• What is being asked
What lines of the data below include the word "MeetingStatus"? Report them by copying each.

[Start of section]

const MEMBERSHIP_LOOKUP: &str = r#"SELECT user_id, mk.id,
fullname,
EXISTS (SELECT 1 FROM membership_meeting_meetingadmins a WHERE a.meeting_id=$1 AND a.member_id=m.user_id) AS isadmin,
allowrejoin,
proxyname
FROM membership_member m
INNER JOIN membership_membermeetingkey mk ON m.user_id=mk.member_id
WHERE mk.meeting_id=$1 AND mk.key=$2"#;

const REPLAY_QUERY: &str = r#"SELECT ml.id,
t,
mk.id,
COALESCE(fullname, ''),
message
FROM membership_meetingmessagelog ml
LEFT JOIN membership_member ON membership_member.user_id=ml.sender_id
LEFT JOIN membership_membermeetingkey mk ON mk.member_id=ml.sender_id AND mk.meeting_id=$2
WHERE ml.id > $1 AND ml.meeting_id=$2
ORDER BY ml.id"#;

/// Meeting lifecycle. `Closed` is terminal: a meeting found closed on disk
/// is never instantiated again.
#[derive(Debug, Clone, Copy, PartialEq, Eq)]
pub enum MeetingState {
    Pending,
    Open,
    Finished,
    Closed,
}

impl MeetingState {
    fn from_db(value: i32) -> Option<Self> {
        match value {
            0 => Some(Self::Pending),
            1 => Some(Self::Open),
            2 => Some(Self::Finished),
            3 => Some(Self::Closed),
            _ => None,
        }
    }

    fn as_db(self) -> i32 {
        match self {
            Self::Pending => 0,
            Self::Open => 1,
            Self::Finished => 2,
            Self::Closed => 3,
        }
    }

    pub fn name(self) -> &'static str {
        match self {
            Self::Pending => "pending",
            Self::Open => "open",
            Self::Finished => "finished",
            Self::Closed => "closed",
        }
    }

    fn as_wire(self) -> MeetingStateMsg {
        MeetingStateMsg {
            isopen: self == Self::Open,
            isfinished: self == Self::Finished,
        }
    }
}

/// Why a meeting could not be brought up.
#[derive(Debug, Error)]
pub enum MeetingError {
    #[error("meeting not found")]
    NotFound,
    #[error("cannot reopen a closed meeting")]
    Closed,
    #[error(transparent)]
    Db(#[from] sqlx::Error),
}

/// An action submitted by a session, already decoded and gated.
pub enum UserAction {
    Message {
        session: Arc<Session>,
        message: String,
    },
    Vote {
        session: Arc<Session>,
        question: String,
        vote: i32,
    },
    OpenFinish {
        session: Arc<Session>,
        open: bool,
    },
    NewPoll {
        session: Arc<Session>,
        question: String,
        answers: Vec<String>,
        minutes: i64,
    },
    AbortPoll {
        session: Arc<Session>,
    },
    KickUser {
        session: Arc<Session>,
        target: i32,
        canrejoin: bool,
    },
}

/// Cloneable sender side of a meeting driver.
#[derive(Clone)]
pub struct MeetingHandle {
    pub actions: mpsc::Sender<UserAction>,
    pub register: mpsc::Sender<Arc<Session>>,
    pub unregister: mpsc::Sender<Arc<Session>>,
    pub status: mpsc::Sender<oneshot::Sender<MeetingStatus>>,
}

/// Receiver halves consumed by the driver task.
pub struct MeetingInbox {
    actions: mpsc::Receiver<UserAction>,
    register: mpsc::Receiver<Arc<Session>>,
    unregister: mpsc::Receiver<Arc<Session>>,
    polltimer: mpsc::Receiver<u64>,
    status: mpsc::Receiver<oneshot::Sender<MeetingStatus>>,
    stop: mpsc::Receiver<()>,
}

/// Per-member state owned by the driver. The session only ever sees the
/// immutable [`Identity`] subset.
struct MemberInfo {
    keyid: i32,
    authid: i32,
    name: String,
    admin: bool,
    connected: bool,
    #[allow(dead_code)]
    rejoined: bool,
    #[allow(dead_code)]
    allowrejoin: bool,
    proxyname: Option<String>,
    color: String,
}

struct Attendee {
    session: Arc<Session>,
    info: MemberInfo,
}

pub struct Meeting {
    id: i32,
    state: MeetingState,
    users: HashMap<String, Attendee>,
    active_poll: Option<Poll>,
    /// Bumped for every poll so stale timer deliveries can be recognized.
    poll_serial: u64,
    db: PgPool,
    colors: ColorAssigner,
    polltimer_tx: mpsc::Sender<u64>,
    stop_tx: mpsc::Sender<()>,
    removals: mpsc::Sender<i32>,
}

[End of section]

• The completed task
    pub status: mpsc::Sender<oneshot::Sender<MeetingStatus>>,
    status: mpsc::Receiver<oneshot::Sender<MeetingStatus>>,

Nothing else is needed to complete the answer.